転移する理由が見つからない 009
ようやく会話が成立するようになったので、主人公の名前が判明します。
転移する理由が見つからない 009
どこにいるのかわからない相手を、どこだかわからない場所で探す。
しかも相手がどんな奴かもわからない。
全く、あのジジイのせいで酷く面倒な状況になってしまった。
もしかしたら何か見ていないか、と思い少し話をしてみたのだが、【ぱるみら】と言う名前がわかったくらいで、有益な情報は得られなかった。
ちなみに本人がまだちゃんと言えないらしく、名乗ると「ぱーみあ」になる。
他に意味のある言葉としては、
「だーじ、おばけ」
と、それが現界だった。
一応、年齢は2歳だとわかったが、それはどうでも良い。
そんな幼児に虐待していた奴に反吐が出る気分になったくらいか。
ちなみに、【大慈】というのは俺の名前だ。上手く言えないらしく、この子が呼ぶと【だーじ】になる。
【おばけ】はオバケなんだろうが、ジジイの事では無い様だった。
詳しく教えて貰おうとしても、
「えっと、えっと、でっかいの! おばけ!」
まぁ、2歳児に詳細な分析を求めるのは酷というものだ。
俺と同じくらいの大きさらしい、という事までは確認できたので、多分誰か、あるいは何かがいるのだろう。
オバケ扱いされているのでジジイの類だとは思うが、俺たち同様に誘拐された被害者の可能性もある。

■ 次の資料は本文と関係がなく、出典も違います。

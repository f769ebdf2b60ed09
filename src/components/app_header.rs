//! App Header Component
//!
//! Title and the light/dark toggle.

use leptos::prelude::*;

use crate::context::use_app_context;
use crate::store::AppStateStoreFields;

#[component]
pub fn AppHeader() -> impl IntoView {
    let ctx = use_app_context();
    let store = ctx.store;

    let toggle_theme = move |_| {
        let next = store.theme().get_untracked().toggled();
        if let Err(e) = ctx.repo().set_theme(next) {
            log::warn!("[APP] Failed to save theme: {}", e);
        }
        store.theme().set(next);
    };

    view! {
        <header class="app-header">
            <h1>"🛒 Grocery List"</h1>
            <button id="theme-toggle" class="theme-toggle" title="Toggle theme" on:click=toggle_theme>
                {move || store.theme().get().toggle_icon()}
            </button>
        </header>
    }
}
//! View State
//!
//! Transient UI choices. Lives for the page session only.

use super::filter::CategoryFilter;
use super::sort::SortOrder;

#[derive(Debug, Clone, Copy, PartialEq, Eq, Default)]
pub enum Tab {
    #[default]
    Master,
    Shopping,
}

impl Tab {
    pub fn label(&self) -> &'static str {
        match self {
            Tab::Master => "Master List",
            Tab::Shopping => "Shopping List",
        }
    }
}

#[derive(Debug, Clone, PartialEq, Eq, Default)]
pub struct ViewState {
    pub master_sort: SortOrder,
    pub shopping_sort: SortOrder,
    pub category_filter: CategoryFilter,
    pub master_search: String,
    pub shopping_search: String,
    pub active_tab: Tab,
}
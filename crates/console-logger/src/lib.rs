//! Console Logger
//!
//! `log` backend for the browser. Every record is formatted with a
//! timestamp, kept in a fixed-size ring buffer and, on wasm32, written
//! to the matching `console` method.

use std::collections::VecDeque;
use std::fmt;
use std::sync::Mutex;

use chrono::{DateTime, Utc};
use log::{Level, LevelFilter, Log, Metadata, Record, SetLoggerError};

/// One captured log line
#[derive(Debug, Clone, PartialEq, Eq)]
pub struct LogEntry {
    pub timestamp: DateTime<Utc>,
    pub level: Level,
    pub target: String,
    pub message: String,
}

impl fmt::Display for LogEntry {
    fn fmt(&self, f: &mut fmt::Formatter<'_>) -> fmt::Result {
        write!(
            f,
            "{} {:<5} {} {}",
            self.timestamp.format("%H:%M:%S%.3f"),
            self.level,
            self.target,
            self.message
        )
    }
}

pub struct ConsoleLogger {
    level: LevelFilter,
    capacity: usize,
    buffer: Mutex<VecDeque<LogEntry>>,
}

impl ConsoleLogger {
    pub fn new(level: LevelFilter, capacity: usize) -> Self {
        Self {
            level,
            capacity: capacity.max(1),
            buffer: Mutex::new(VecDeque::with_capacity(capacity.max(1))),
        }
    }

    /// Oldest first
    pub fn recent(&self) -> Vec<LogEntry> {
        match self.buffer.lock() {
            Ok(buffer) => buffer.iter().cloned().collect(),
            Err(_) => Vec::new(),
        }
    }

    /// Buffer contents as text, one record per line
    pub fn dump(&self) -> String {
        self.recent()
            .iter()
            .map(|entry| entry.to_string())
            .collect::<Vec<_>>()
            .join("\n")
    }

    fn push(&self, entry: LogEntry) {
        if let Ok(mut buffer) = self.buffer.lock() {
            if buffer.len() == self.capacity {
                buffer.pop_front();
            }
            buffer.push_back(entry);
        }
    }
}

impl Log for ConsoleLogger {
    fn enabled(&self, metadata: &Metadata) -> bool {
        metadata.level() <= self.level
    }

    fn log(&self, record: &Record) {
        if !self.enabled(record.metadata()) {
            return;
        }
        let entry = LogEntry {
            timestamp: Utc::now(),
            level: record.level(),
            target: record.target().to_string(),
            message: record.args().to_string(),
        };
        emit(&entry);
        self.push(entry);
    }

    fn flush(&self) {}
}

#[cfg(target_arch = "wasm32")]
fn emit(entry: &LogEntry) {
    let line = entry.to_string();
    match entry.level {
        Level::Error => web_sys::console::error_1(&line.into()),
        Level::Warn => web_sys::console::warn_1(&line.into()),
        Level::Info => web_sys::console::info_1(&line.into()),
        Level::Debug | Level::Trace => web_sys::console::debug_1(&line.into()),
    }
}

#[cfg(not(target_arch = "wasm32"))]
fn emit(_entry: &LogEntry) {}

/// Install a global logger; returns it so the buffer can be read later
pub fn init(level: LevelFilter, capacity: usize) -> Result<&'static ConsoleLogger, SetLoggerError> {
    let logger: &'static ConsoleLogger = Box::leak(Box::new(ConsoleLogger::new(level, capacity)));
    log::set_logger(logger)?;
    log::set_max_level(level);
    Ok(logger)
}

#[cfg(test)]
mod tests {
    use super::*;

    fn record(logger: &ConsoleLogger, level: Level, message: &str) {
        logger.log(
            &Record::builder()
                .level(level)
                .target("grocery")
                .args(format_args!("{}", message))
                .build(),
        );
    }

    #[test]
    fn test_filters_below_level() {
        let logger = ConsoleLogger::new(LevelFilter::Info, 10);
        record(&logger, Level::Debug, "hidden");
        record(&logger, Level::Warn, "shown");
        let entries = logger.recent();
        assert_eq!(entries.len(), 1);
        assert_eq!(entries[0].message, "shown");
        assert_eq!(entries[0].level, Level::Warn);
    }

    #[test]
    fn test_buffer_rolls_over() {
        let logger = ConsoleLogger::new(LevelFilter::Trace, 3);
        for i in 0..5 {
            record(&logger, Level::Info, &format!("line {}", i));
        }
        let messages: Vec<_> = logger.recent().into_iter().map(|e| e.message).collect();
        assert_eq!(messages, vec!["line 2", "line 3", "line 4"]);
    }

    #[test]
    fn test_dump_format() {
        let logger = ConsoleLogger::new(LevelFilter::Info, 4);
        record(&logger, Level::Error, "[APP] boom");
        let dump = logger.dump();
        assert!(dump.contains("ERROR grocery [APP] boom"));
        assert_eq!(dump.lines().count(), 1);
    }

    #[test]
    fn test_dump_lists_oldest_first() {
        let logger = ConsoleLogger::new(LevelFilter::Info, 2);
        record(&logger, Level::Info, "[APP] first");
        record(&logger, Level::Warn, "[SHARE] second");
        record(&logger, Level::Info, "[STORAGE] third");
        let lines: Vec<_> = logger.dump().lines().map(str::to_string).collect();
        assert_eq!(lines.len(), 2);
        assert!(lines[0].ends_with("WARN  grocery [SHARE] second"));
        assert!(lines[1].ends_with("INFO  grocery [STORAGE] third"));
    }
}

そんな話をしながら俺は、ぱるみらを肩車して、指差す方へと歩いていた。
この奇妙な空間について、わかった事が幾つかある。
一つは普通に疲れること。
腹は減らないが、疲労すると何か食いたくなる。
ぱるみらの食事くらいはどうにかしてやりたいが、現状では難しい。
もう一つは、見え方が人によって違っているらしいということ。
俺には周囲が薄灰色の霧で、遠く程暗くなって見えている。
ぱるみらには周囲はガラスで囲まれていて、遠くに灯りが浮かんでいる様に見えているらしい。
ここに連れ込んだ奴が違うとか、そのくらいしか予想出来ない。
人によって完全に違う可能性もある。
だが、とりあえずは行動の指針ができたので、良しとしようか。
ぱるみらが言うには灯りはたくさんあり、最も近くにありそうなものを選んでもらった。
「ぱるみらは凄いなぁ」
「ぶへへぇー」
役に立っている事に感謝を伝えて褒める。
子供を褒めるのは大事、お礼を言うのも大事だ。
そうした事を経験していないと、ちゃんとした大人には育たない。
見た目が悪くなっているのは親の責任だ。
普通に良い子なのに、可哀想で仕方ない。
そんな風に思っていたら、人影が見えた。
いや、違う。的だった。
「ちゃんと掴まってろよー」
ぱるみらに伝えて、そいつを見ると、こちらに気付いた様だった。
よーし、ジジイ。そこを動くなよ?
その顔面、思い切りブチ抜いてやるからな?
「だーじ! おばけ! おばけ! ぶゃぁぁぁっ!」
急にぱるみらが暴れて、落ちそうになるのを抱きとめる。
ジジイに驚いたのではなかった。
何かの気配を感じて振り向いた俺の目の前に、気配も無くそいつはいた。
「初めまして」
俺と同じくらいの大きさの、蠅が。
第4の人物(?)が登場です。
ぱるみらからは「おばけ」認定されています。